Among the records, how many lines contain "Duration"? Only the number is needed.

____ DATA PROVIDED

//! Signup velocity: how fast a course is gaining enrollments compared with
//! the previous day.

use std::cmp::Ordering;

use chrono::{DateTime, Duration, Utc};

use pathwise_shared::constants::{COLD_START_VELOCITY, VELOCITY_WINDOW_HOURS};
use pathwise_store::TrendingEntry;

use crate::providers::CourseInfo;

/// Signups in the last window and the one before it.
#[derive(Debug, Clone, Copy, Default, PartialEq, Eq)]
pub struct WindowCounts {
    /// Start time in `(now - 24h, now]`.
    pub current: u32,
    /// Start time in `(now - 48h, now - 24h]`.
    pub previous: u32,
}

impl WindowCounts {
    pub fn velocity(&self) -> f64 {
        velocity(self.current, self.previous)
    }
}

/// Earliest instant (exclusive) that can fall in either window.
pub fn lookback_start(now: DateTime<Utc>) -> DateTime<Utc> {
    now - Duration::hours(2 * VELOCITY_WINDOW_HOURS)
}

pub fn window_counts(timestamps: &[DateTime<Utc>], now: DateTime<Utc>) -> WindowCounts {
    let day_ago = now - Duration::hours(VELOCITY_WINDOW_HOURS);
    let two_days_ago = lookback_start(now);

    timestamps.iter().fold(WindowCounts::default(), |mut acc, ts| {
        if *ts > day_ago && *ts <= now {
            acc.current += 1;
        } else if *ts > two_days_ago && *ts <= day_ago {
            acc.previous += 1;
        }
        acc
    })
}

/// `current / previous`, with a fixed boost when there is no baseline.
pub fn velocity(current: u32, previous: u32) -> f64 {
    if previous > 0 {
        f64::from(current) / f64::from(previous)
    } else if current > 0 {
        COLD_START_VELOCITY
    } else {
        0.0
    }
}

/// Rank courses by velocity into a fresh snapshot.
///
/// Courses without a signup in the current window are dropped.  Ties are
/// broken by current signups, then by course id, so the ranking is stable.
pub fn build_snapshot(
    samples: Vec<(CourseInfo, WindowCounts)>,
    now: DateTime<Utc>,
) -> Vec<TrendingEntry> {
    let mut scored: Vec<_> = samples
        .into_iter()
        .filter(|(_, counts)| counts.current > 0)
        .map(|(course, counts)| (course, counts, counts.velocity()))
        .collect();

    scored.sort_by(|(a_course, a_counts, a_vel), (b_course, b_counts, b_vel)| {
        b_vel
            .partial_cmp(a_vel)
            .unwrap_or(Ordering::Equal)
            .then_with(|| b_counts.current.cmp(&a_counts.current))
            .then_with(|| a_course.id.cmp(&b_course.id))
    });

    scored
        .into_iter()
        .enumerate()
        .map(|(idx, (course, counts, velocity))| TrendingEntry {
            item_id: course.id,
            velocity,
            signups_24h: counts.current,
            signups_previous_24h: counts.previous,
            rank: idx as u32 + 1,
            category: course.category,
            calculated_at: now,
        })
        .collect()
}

________
____ DATA PROVIDED

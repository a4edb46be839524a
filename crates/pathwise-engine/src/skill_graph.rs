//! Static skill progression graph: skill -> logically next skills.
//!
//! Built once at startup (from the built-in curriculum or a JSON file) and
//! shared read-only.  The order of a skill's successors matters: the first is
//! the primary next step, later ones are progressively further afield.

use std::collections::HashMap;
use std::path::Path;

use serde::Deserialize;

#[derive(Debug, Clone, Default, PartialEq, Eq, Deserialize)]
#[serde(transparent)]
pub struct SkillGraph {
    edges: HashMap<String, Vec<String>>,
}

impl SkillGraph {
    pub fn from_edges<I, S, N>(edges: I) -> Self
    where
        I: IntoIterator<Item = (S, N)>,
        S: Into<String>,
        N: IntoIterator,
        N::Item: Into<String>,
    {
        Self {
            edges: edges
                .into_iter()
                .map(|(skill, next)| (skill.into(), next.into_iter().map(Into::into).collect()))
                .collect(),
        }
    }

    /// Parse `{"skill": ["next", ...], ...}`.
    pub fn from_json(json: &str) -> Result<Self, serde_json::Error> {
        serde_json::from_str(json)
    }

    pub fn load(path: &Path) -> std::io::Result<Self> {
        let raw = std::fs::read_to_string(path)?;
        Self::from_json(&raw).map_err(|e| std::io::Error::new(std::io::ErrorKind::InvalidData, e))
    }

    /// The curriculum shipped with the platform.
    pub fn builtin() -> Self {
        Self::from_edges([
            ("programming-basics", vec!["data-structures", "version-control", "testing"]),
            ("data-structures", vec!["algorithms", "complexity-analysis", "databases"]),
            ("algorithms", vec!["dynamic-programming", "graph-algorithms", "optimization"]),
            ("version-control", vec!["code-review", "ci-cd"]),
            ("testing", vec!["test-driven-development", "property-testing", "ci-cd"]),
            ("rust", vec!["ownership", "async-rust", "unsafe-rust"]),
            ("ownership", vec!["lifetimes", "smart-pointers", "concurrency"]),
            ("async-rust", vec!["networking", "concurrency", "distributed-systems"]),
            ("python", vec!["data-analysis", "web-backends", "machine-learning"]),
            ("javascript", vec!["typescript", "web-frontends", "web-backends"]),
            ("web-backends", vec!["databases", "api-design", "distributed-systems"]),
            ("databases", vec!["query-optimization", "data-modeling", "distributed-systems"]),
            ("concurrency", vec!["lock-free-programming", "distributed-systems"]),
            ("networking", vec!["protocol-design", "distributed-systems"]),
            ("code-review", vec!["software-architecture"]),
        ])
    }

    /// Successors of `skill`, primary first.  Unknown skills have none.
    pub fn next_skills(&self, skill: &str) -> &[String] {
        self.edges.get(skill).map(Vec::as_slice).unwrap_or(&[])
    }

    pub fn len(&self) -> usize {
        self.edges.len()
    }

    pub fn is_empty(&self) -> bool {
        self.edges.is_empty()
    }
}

________

*TASK RESULT*:
3